Scourge, I'm honored to have impressed you.

Haha, thanks Niblique! Well, you know... if anyone has any connections...I certainly wouldn't pass up a good opportunity


----------



## Headless

It's fantastic - wish projectors weren't so expensive.


----------



## Mr_Chicken

They don't have to be, Headless. Did you watch the how to video? I demo it on a $40 Eyeclops projector. Not half bad, in my book.


----------



## Sawtooth Jack

Just saw this. Nice work and a great idea!


----------



## SoCal Scare

Great effect, I need another projector now so I can have my singing pumpkins and your tombstone. You say you play it through a roku box, how did you do that?


----------



## Mr_Chicken

Thanks guys.

SoCal, my Roku has a USB port for a flash drive. I probably wouldn't do it that way in a haunt, though, as the only way to "loop" it is to make the video very long. Just burn it to a looping DVD.
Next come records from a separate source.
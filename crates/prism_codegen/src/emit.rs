// SPDX-License-Identifier: MIT OR Apache-2.0
//! HLSL text emission helpers.
//!
//! The generated unit is host-agnostic: resource declarations, then one
//! evaluation function. The host wraps it with its own `MaterialInput` /
//! `MaterialOutput` struct definitions before handing the text to the
//! shading-language toolchain.

use crate::manifest::{ResourceBinding, ResourceKind};
use prism_graph::{PlugType, Value};

/// Format a float so it always reads as a float literal in HLSL.
pub fn float_literal(value: f32) -> String {
    if value.is_finite() {
        // Debug formatting always keeps a decimal point or exponent.
        format!("{value:?}")
    } else if value.is_nan() {
        "(0.0 / 0.0)".to_string()
    } else if value > 0.0 {
        "(1.0 / 0.0)".to_string()
    } else {
        "(-1.0 / 0.0)".to_string()
    }
}

/// Emit a literal value as an HLSL expression, with its plug type.
///
/// Strings and gradients have no inline representation and return `None`.
pub fn literal(value: &Value) -> Option<(String, PlugType)> {
    let (code, ty) = match value {
        Value::Bool(b) => (b.to_string(), PlugType::Bool),
        Value::Int(i) => (i.to_string(), PlugType::Int),
        Value::Float(f) => (float_literal(*f), PlugType::Float),
        Value::Vector2(v) => (components("float2", v), PlugType::Vector2),
        Value::Vector3(v) => (components("float3", v), PlugType::Vector3),
        Value::Vector4(v) => (components("float4", v), PlugType::Vector4),
        Value::Color(v) => (components("float4", v), PlugType::Color),
        Value::Matrix2(v) => (components("float2x2", v), PlugType::Matrix2),
        Value::Matrix3(v) => (components("float3x3", v), PlugType::Matrix3),
        Value::Matrix4(v) => (components("float4x4", v), PlugType::Matrix4),
        Value::Gradient(_) | Value::String(_) => return None,
    };
    Some((code, ty))
}

fn components(constructor: &str, values: &[f32]) -> String {
    let joined = values
        .iter()
        .map(|v| float_literal(*v))
        .collect::<Vec<_>>()
        .join(", ");
    format!("{constructor}({joined})")
}

/// Whether a fragment is a bare symbol or field access that is safe to
/// repeat without hoisting into a local.
pub fn is_atom(code: &str) -> bool {
    !code.is_empty()
        && code
            .chars()
            .next()
            .is_some_and(|c| c.is_ascii_alphabetic() || c == '_')
        && code
            .chars()
            .all(|c| c.is_ascii_alphanumeric() || c == '_' || c == '.')
}

/// Turn a display name into a valid HLSL identifier.
pub fn sanitize_identifier(name: &str) -> String {
    let mut out = String::with_capacity(name.len());
    for c in name.chars() {
        if c.is_ascii_alphanumeric() {
            out.push(c.to_ascii_lowercase());
        } else if !out.ends_with('_') {
            out.push('_');
        }
    }
    let trimmed = out.trim_matches('_');
    if trimmed.is_empty() {
        "value".to_string()
    } else if trimmed.starts_with(|c: char| c.is_ascii_digit()) {
        format!("v_{trimmed}")
    } else {
        trimmed.to_string()
    }
}

/// Material output struct field for an output-node input plug.
pub fn material_output_field(plug: &str) -> Option<&'static str> {
    Some(match plug {
        "base_color" => "BaseColor",
        "metallic" => "Metallic",
        "roughness" => "Roughness",
        "emissive" => "Emissive",
        "normal" => "Normal",
        "opacity" => "Opacity",
        "ambient_occlusion" => "AmbientOcclusion",
        _ => return None,
    })
}

/// Assemble the resource declaration preamble.
pub fn preamble(bindings: &[ResourceBinding]) -> String {
    let mut out = String::new();
    for binding in bindings {
        match binding.kind {
            ResourceKind::Texture2D => {
                out.push_str(&format!(
                    "Texture2D {} : register(t{});\n",
                    binding.symbol, binding.slot
                ));
            }
            ResourceKind::TextureCube => {
                out.push_str(&format!(
                    "TextureCube {} : register(t{});\n",
                    binding.symbol, binding.slot
                ));
            }
            ResourceKind::Sampler => {
                out.push_str(&format!(
                    "SamplerState {} : register(s{});\n",
                    binding.symbol, binding.slot
                ));
            }
            ResourceKind::Parameter => {}
        }
    }

    let parameters: Vec<&ResourceBinding> = bindings
        .iter()
        .filter(|b| b.kind == ResourceKind::Parameter)
        .collect();
    if !parameters.is_empty() {
        if !out.is_empty() {
            out.push('\n');
        }
        out.push_str("cbuffer MaterialParams : register(b0)\n{\n");
        for binding in parameters {
            let ty = binding.ty.hlsl_name().unwrap_or("float4");
            out.push_str(&format!("    {ty} {};\n", binding.symbol));
        }
        out.push_str("};\n");
    }
    out
}

/// Assemble the full generated unit.
pub fn assemble(
    preamble: &str,
    signature: &str,
    statements: &[String],
    epilogue: &[String],
) -> String {
    let mut out = String::from("// Generated by the Prism shader graph compiler.\n");
    if !preamble.is_empty() {
        out.push('\n');
        out.push_str(preamble);
    }
    out.push('\n');
    out.push_str(signature);
    out.push_str("\n{\n");
    for statement in statements {
        out.push_str("    ");
        out.push_str(statement);
        out.push('\n');
    }
    if !statements.is_empty() && !epilogue.is_empty() {
        out.push('\n');
    }
    for line in epilogue {
        out.push_str("    ");
        out.push_str(line);
        out.push('\n');
    }
    out.push_str("}\n");
    out
}

#[cfg(test)]
mod tests {
    use super::*;

    #[test]
    fn test_float_literal_keeps_decimal_point() {
        assert_eq!(float_literal(1.0), "1.0");
        assert_eq!(float_literal(0.5), "0.5");
        assert_eq!(float_literal(-2.0), "-2.0");
    }

    #[test]
    fn test_literal_vector() {
        let (code, ty) = literal(&Value::Vector3([0.0, 0.5, 1.0])).unwrap();
        assert_eq!(code, "float3(0.0, 0.5, 1.0)");
        assert_eq!(ty, PlugType::Vector3);
    }

    #[test]
    fn test_literal_has_no_string_form() {
        assert!(literal(&Value::String("path".to_string())).is_none());
    }

    #[test]
    fn test_is_atom() {
        assert!(is_atom("local_3"));
        assert!(is_atom("input.uv"));
        assert!(!is_atom("(a + b)"));
        assert!(!is_atom("0.5"));
        assert!(!is_atom(""));
    }

    #[test]
    fn test_sanitize_identifier() {
        assert_eq!(sanitize_identifier("Base Color"), "base_color");
        assert_eq!(sanitize_identifier("2nd Layer"), "v_2nd_layer");
        assert_eq!(sanitize_identifier("!!!"), "value");
    }
}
You know, you could also take the singing pumpkin file and the tombstone file and put them in one video, next to each other.


----------



## Mr_Chicken

Ta-da! A new Haunted Tombstone:





Plus, both Haunted Tombstones together, from one projector:


----------



## Mr_Chicken

Chris Baker of Hauntcast has mad-propped my Haunted Tombstone projection effect in this month's episode (#40). Go have a listen to get a few cool details about the creation of the Haunted Tombstone in the "Mad Props for Props" segment (which starts at around 1:40:40). :jol:


----------



## Mr_Chicken

The Haunted Tombstone is currently featured on Pumpkinrot's excellent blog! :jol:
http://pumpkinrot.blogspot.com/2012/07/haunted-tombstones.html


----------



## RoxyBlue

You're famous, Mr C


----------



## Dr. Scarecrow

Just plain awesome man. Hopefully, if I could do this in a
year or so with a cemetery.. I'd be a happy camper.


----------